How long has LaGuardia Airport been open now? 🙂
I used the station to a game last year & it was fantastic. Even if you need to change at 125th, it is well worth it. Saves a lot of time & headache driving down there & paying parking rates that exseed the rail fare.
The round trip was $26 for two & I doubt parking is less than that at the garages near the stadium.
I think the shopping complex you are referring to is the “Gateway Mall”.
[…] more difficult, seeing ridership creep upwards at this new stop is a welcome development. I have more on the Metro-North station at Second Ave. […]
Has there been an increase in the number of tickets purchased at Yankee Stadium to see the games? If so, the Yankees should fund a part of the cost, as it does improve access to their station. Then again, those customers probably used to take the subway to get to Yankee Stadium.
I guess another factor is that they figured that the Yankees might move out if they made them pay a part of the cost of the station.
Baseball teams are notoriously cheap (in general) when it comes to stuff like this. Look at the Dodgers. Dodger Stadium is not transit accessible at all (closest is taking the bus and walking 3-4 blocks). The city put in a shuttle from Union Station to the games a couple years ago, and it was apparently quite popular. Then the recession hit and they asked if the Dodgers wanted to help cover the costs. They said no thanks, and the shuttle was done.
I used the station… all the people on the train I was on were going to the suburbs.
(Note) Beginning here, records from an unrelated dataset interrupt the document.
//! Compact syntax model lowered from the concrete tree.
//!
//! Only what resolution needs survives lowering: declarations with their
//! members, and statement/expression shapes that carry values or calls.
//! Type names are kept as written; binding happens later.

use std::path::PathBuf;

use crate::models::DeclarationKind;

/// A type as written in source (`Map<K, List<V>>[]`).
#[derive(Clone, Debug, PartialEq, Eq)]
pub struct TypeRef {
    /// Dotted name as written, or a primitive keyword. `var` marks an
    /// inferred local type.
    pub name: String,
    pub args: Vec<TypeRef>,
    pub dims: usize,
}

impl TypeRef {
    pub fn named(name: impl Into<String>) -> Self {
        TypeRef {
            name: name.into(),
            args: Vec::new(),
            dims: 0,
        }
    }

    pub fn is_inferred(&self) -> bool {
        self.name == "var" && self.dims == 0 && self.args.is_empty()
    }

    pub fn with_extra_dims(mut self, dims: usize) -> Self {
        self.dims += dims;
        self
    }
}

#[derive(Clone, Debug, Default)]
pub struct Modifiers {
    pub is_static: bool,
    pub is_abstract: bool,
    pub is_private: bool,
    pub is_default: bool,
    pub is_public: bool,
}

#[derive(Clone, Debug)]
pub struct Import {
    pub path: String,
    pub is_static: bool,
    pub is_wildcard: bool,
}

/// One source file after lowering.
#[derive(Clone, Debug)]
pub struct CompilationUnit {
    pub path: PathBuf,
    pub package: Option<String>,
    pub imports: Vec<Import>,
    /// Every declared type, nested, local and anonymous ones included.
    pub types: Vec<TypeDecl>,
    /// Set when the parser reported syntax errors anywhere in the file.
    pub has_errors: bool,
}

#[derive(Clone, Debug)]
pub struct TypeParamDecl {
    pub name: String,
    pub bound: Option<TypeRef>,
}

#[derive(Clone, Debug)]
pub struct TypeDecl {
    /// Binary name: `pkg.Outer$Inner`, `pkg.Outer$1` for anonymous classes.
    pub name: String,
    pub simple_name: String,
    pub kind: DeclarationKind,
    pub modifiers: Modifiers,
    pub type_params: Vec<TypeParamDecl>,
    pub superclass: Option<TypeRef>,
    pub interfaces: Vec<TypeRef>,
    pub fields: Vec<FieldDecl>,
    pub methods: Vec<MethodDecl>,
    pub initializers: Vec<Initializer>,
    /// Lexically enclosing type, by binary name.
    pub enclosing: Option<String>,
    pub line: usize,
}

#[derive(Clone, Debug)]
pub struct FieldDecl {
    pub name: String,
    pub ty: TypeRef,
    pub is_static: bool,
    pub init: Option<Expr>,
    pub line: usize,
}

#[derive(Clone, Debug)]
pub struct Param {
    pub name: String,
    pub ty: TypeRef,
    pub is_varargs: bool,
}

#[derive(Clone, Copy, Debug, PartialEq, Eq)]
pub enum MethodDeclKind {
    Method,
    Constructor,
}

#[derive(Clone, Debug)]
pub struct MethodDecl {
    pub name: String,
    pub kind: MethodDeclKind,
    pub modifiers: Modifiers,
    pub type_params: Vec<TypeParamDecl>,
    pub params: Vec<Param>,
    /// `None` for constructors.
    pub ret: Option<TypeRef>,
    /// `None` for abstract and native declarations.
    pub body: Option<Vec<Stmt>>,
    pub line: usize,
}

impl MethodDecl {
    pub fn is_varargs(&self) -> bool {
        self.params.last().is_some_and(|p| p.is_varargs)
    }
}

#[derive(Clone, Copy, Debug, PartialEq, Eq)]
pub enum CtorTarget {
    This,
    Super,
}

#[derive(Clone, Debug)]
pub struct CtorCall {
    pub target: CtorTarget,
    pub args: Vec<Expr>,
    pub line: usize,
}

#[derive(Clone, Debug)]
pub struct Initializer {
    pub is_static: bool,
    pub body: Vec<Stmt>,
}

/// Statements are flattened: control flow is irrelevant to a
/// flow-insensitive analysis, so loops and branches contribute their
/// contents directly.
#[derive(Clone, Debug)]
pub enum Stmt {
    Local {
        name: String,
        ty: TypeRef,
        init: Option<Expr>,
    },
    /// `for (T name : iterable)`.
    ForEach {
        name: String,
        ty: TypeRef,
        iterable: Expr,
    },
    Expr(Expr),
    Return(Option<Expr>),
    CtorCall(CtorCall),
}

#[derive(Clone, Debug)]
pub enum Receiver {
    /// `foo()`: enclosing instance or static context.
    Implicit,
    /// `super.foo()`.
    Super,
    /// `Iface.super.foo()`.
    QualifiedSuper(TypeRef),
    Expr(Box<Expr>),
}

#[derive(Clone, Debug)]
pub enum Expr {
    New {
        ty: TypeRef,
        args: Vec<Expr>,
        /// Binary name of the anonymous class body, if any.
        body_type: Option<String>,
        line: usize,
    },
    Call {
        receiver: Receiver,
        name: String,
        args: Vec<Expr>,
        line: usize,
    },
    FieldAccess {
        receiver: Box<Expr>,
        name: String,
    },
    /// A bare or dotted identifier; binding decides whether it names a
    /// local, a field, a type, or a package.
    Name(String),
    This(Option<TypeRef>),
    /// `super` used as a field-access qualifier.
    Super,
    Literal(Literal),
    Binary {
        op: String,
        left: Box<Expr>,
        right: Box<Expr>,
    },
    InstanceOf {
        value: Box<Expr>,
        ty: TypeRef,
        /// Pattern variable, `x instanceof Foo f`.
        binding: Option<String>,
    },
    Assign {
        target: Box<Expr>,
        value: Box<Expr>,
    },
    Cast {
        ty: TypeRef,
        value: Box<Expr>,
    },
    Conditional {
        cond: Box<Expr>,
        then: Box<Expr>,
        otherwise: Box<Expr>,
    },
    ArrayAccess {
        array: Box<Expr>,
        index: Box<Expr>,
    },
    ArrayNew {
        ty: TypeRef,
        elements: Vec<Expr>,
    },
    Lambda {
        /// Inferred parameter types are written as `var`.
        params: Vec<Param>,
        body: Vec<Stmt>,
    },
    /// Switch statement or expression. `values` holds arrow-arm results and
    /// `yield` operands.
    Switch {
        selector: Box<Expr>,
        body: Vec<Stmt>,
        values: Vec<Expr>,
    },
    MethodRef {
        receiver: Box<Expr>,
        name: String,
    },
    /// Anything else; sub-expressions are kept so nested calls still count.
    Other(Vec<Expr>),
}

#[derive(Clone, Copy, Debug, PartialEq, Eq)]
pub enum Literal {
    String,
    Int,
    Long,
    Float,
    Double,
    Char,
    Boolean,
    Null,
    Class,
}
Unfortunately, Ben, I think the MTA has killed the station stop on West 60th St. As part of the ULURP process for the new Extell development there, the MTA figured out that the Amtrak tracks curve too much to allow for a train platform there. There was talk that a station further north under the Trump complex may work, but that obviously will be a bigger effort with those buildings already up. Not to mention the lack of money for such a station at this time.
We use Metro-North to come home from games back to Grand Central, even though it is more expensive than the subway, because it is much more comfortable and because the Lexington Ave line subway station after Yankees games is absolute mayhem and a pain in the ass to deal with.